* _Task details_:
Report each line from the listing that the string "GridSpec" appears in.

══ Material for the task ══

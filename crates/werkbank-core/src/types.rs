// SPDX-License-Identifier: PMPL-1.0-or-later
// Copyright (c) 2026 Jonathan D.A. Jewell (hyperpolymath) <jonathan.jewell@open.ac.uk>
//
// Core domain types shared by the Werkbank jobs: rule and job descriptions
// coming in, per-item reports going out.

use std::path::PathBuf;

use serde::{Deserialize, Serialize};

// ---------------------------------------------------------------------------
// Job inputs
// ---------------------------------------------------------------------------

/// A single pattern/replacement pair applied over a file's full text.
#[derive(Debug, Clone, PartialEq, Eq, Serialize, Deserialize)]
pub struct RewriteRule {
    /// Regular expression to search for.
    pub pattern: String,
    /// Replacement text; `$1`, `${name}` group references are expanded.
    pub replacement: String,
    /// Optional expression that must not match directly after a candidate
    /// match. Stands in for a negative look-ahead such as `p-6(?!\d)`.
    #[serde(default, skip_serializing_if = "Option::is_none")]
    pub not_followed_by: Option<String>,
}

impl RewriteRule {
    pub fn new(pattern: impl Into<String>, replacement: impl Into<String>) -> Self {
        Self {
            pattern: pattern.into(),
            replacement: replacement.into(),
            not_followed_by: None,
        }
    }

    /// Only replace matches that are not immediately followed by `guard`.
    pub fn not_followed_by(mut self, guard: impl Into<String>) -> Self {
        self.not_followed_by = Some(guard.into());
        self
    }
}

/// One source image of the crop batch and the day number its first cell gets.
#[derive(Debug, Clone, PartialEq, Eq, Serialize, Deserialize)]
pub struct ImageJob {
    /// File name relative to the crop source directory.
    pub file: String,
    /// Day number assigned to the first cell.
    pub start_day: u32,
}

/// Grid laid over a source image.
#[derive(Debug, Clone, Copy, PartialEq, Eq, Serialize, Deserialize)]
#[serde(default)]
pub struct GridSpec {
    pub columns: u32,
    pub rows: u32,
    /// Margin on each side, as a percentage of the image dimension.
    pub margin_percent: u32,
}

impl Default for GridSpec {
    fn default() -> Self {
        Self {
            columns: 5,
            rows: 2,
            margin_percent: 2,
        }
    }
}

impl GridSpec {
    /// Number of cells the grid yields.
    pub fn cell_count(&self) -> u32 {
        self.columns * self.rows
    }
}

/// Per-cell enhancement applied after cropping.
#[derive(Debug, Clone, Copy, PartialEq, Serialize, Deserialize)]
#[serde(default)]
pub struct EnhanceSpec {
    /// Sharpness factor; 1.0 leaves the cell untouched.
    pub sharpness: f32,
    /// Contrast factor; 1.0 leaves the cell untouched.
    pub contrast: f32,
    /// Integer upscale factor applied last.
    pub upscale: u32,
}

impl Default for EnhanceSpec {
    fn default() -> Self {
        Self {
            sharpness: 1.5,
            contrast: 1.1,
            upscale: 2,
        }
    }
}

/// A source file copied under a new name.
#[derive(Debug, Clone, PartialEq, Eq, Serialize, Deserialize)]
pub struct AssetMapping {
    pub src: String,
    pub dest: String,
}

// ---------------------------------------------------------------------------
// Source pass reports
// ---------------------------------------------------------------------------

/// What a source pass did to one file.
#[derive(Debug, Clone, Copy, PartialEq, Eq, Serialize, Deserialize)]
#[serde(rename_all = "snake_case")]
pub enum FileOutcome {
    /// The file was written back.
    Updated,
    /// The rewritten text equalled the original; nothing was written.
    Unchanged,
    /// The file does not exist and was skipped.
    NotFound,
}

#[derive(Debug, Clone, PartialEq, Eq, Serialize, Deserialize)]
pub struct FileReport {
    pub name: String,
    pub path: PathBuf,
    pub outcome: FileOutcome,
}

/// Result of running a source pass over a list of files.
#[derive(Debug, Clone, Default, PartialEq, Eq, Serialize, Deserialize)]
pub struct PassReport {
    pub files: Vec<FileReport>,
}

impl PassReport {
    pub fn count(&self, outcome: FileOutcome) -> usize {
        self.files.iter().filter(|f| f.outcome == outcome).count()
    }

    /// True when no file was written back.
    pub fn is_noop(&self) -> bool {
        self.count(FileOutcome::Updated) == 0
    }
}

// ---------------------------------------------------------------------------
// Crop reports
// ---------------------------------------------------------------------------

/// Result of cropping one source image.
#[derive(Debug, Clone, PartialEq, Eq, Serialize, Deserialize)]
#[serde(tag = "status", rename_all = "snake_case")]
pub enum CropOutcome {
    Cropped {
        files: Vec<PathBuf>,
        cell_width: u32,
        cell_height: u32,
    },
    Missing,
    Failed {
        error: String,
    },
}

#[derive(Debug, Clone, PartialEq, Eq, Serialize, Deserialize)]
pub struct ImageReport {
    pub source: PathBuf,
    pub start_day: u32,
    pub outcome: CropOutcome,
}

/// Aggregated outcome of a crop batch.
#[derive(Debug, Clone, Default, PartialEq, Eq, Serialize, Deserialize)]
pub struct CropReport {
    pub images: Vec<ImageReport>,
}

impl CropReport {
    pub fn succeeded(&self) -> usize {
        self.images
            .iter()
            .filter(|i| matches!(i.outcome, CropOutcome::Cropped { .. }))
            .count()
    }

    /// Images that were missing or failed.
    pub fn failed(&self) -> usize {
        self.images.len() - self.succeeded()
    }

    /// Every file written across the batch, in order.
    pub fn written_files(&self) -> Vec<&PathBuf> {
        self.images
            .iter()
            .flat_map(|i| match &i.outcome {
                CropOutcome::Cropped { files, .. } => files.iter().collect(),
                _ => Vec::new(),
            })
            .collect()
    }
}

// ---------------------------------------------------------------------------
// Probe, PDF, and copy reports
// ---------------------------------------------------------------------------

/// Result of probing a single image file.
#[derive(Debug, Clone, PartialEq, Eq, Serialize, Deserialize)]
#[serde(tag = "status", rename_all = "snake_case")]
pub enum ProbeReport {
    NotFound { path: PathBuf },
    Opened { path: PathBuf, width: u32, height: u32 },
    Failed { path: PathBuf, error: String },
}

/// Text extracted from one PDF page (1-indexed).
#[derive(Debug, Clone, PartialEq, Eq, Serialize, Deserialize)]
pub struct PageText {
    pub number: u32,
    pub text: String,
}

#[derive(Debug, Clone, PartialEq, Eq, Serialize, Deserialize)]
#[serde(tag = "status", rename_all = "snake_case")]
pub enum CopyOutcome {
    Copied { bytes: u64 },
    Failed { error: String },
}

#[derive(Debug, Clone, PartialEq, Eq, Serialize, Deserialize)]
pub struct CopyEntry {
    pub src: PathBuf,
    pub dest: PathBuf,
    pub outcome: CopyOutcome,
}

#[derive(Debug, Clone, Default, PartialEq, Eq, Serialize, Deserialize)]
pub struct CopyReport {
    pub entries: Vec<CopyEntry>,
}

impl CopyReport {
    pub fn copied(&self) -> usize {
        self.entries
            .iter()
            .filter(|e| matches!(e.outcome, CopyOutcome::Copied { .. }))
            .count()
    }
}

═══
══ Material for the task ══

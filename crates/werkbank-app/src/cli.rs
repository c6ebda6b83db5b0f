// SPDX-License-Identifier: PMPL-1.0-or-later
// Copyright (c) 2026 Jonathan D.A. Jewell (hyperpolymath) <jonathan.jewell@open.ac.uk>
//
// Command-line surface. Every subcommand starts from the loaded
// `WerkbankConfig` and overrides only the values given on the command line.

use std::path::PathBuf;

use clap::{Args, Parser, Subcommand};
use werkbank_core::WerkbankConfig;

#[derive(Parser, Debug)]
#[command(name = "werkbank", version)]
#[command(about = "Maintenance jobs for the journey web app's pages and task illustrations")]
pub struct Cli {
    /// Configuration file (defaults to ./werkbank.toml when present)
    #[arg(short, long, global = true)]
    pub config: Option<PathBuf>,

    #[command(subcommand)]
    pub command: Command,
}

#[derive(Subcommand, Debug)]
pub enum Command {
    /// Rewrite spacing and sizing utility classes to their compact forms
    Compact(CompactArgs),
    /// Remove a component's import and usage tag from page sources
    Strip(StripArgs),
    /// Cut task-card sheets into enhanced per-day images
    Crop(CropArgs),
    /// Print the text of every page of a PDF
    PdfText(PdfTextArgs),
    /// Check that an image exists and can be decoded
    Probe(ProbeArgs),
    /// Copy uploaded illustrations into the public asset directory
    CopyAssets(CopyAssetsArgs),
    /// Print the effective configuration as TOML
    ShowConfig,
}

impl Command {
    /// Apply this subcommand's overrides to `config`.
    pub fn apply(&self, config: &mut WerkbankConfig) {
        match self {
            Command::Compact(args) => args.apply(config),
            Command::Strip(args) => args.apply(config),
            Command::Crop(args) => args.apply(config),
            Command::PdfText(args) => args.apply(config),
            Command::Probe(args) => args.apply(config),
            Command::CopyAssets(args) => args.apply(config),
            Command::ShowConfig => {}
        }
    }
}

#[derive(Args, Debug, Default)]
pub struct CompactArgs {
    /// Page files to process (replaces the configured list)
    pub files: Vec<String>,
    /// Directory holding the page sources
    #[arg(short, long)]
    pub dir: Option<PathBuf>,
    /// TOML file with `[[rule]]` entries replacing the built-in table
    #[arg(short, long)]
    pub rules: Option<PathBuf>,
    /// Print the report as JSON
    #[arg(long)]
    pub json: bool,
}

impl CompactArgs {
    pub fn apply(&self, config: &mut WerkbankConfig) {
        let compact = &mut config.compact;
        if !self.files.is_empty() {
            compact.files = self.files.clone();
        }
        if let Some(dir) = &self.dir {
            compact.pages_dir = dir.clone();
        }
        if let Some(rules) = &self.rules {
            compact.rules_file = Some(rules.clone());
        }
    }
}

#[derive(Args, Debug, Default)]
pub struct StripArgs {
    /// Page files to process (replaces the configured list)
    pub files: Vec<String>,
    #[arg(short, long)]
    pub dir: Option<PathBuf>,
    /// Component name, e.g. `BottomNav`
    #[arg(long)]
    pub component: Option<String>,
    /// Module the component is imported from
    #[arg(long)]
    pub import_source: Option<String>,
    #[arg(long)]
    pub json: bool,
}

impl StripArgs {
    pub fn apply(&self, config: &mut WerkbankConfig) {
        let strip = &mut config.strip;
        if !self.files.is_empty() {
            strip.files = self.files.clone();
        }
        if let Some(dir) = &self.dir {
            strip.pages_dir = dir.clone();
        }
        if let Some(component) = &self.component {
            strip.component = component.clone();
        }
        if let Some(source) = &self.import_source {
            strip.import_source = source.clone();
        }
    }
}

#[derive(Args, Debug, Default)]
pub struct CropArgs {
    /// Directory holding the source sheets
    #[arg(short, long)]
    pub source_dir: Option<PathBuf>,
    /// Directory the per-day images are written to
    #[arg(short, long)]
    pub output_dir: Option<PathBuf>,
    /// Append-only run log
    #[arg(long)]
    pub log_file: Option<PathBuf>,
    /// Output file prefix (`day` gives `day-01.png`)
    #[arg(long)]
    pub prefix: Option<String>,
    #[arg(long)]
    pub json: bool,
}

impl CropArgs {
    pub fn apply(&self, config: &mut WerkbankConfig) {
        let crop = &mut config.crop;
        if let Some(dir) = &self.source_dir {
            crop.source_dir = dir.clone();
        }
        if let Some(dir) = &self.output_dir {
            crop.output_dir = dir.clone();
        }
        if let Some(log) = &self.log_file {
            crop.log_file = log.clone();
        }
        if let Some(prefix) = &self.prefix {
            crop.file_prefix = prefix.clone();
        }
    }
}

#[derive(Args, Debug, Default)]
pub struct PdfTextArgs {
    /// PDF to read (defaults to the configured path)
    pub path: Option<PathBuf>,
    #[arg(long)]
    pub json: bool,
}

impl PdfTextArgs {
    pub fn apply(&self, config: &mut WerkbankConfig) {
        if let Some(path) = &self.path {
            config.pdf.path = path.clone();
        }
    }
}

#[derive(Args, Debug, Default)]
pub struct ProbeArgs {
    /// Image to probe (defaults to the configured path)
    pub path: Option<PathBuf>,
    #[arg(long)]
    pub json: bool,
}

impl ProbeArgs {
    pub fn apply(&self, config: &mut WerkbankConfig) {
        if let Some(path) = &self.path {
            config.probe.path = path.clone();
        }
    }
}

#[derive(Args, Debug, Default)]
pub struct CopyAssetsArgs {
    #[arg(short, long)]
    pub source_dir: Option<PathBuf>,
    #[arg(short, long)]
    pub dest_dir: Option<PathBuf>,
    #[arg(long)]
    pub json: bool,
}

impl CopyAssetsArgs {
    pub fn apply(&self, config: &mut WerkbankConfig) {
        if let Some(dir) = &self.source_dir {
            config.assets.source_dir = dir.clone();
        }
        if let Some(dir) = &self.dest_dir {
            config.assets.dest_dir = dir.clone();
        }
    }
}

═══

* _Your response_:
pub struct GridSpec {
impl Default for GridSpec {
impl GridSpec {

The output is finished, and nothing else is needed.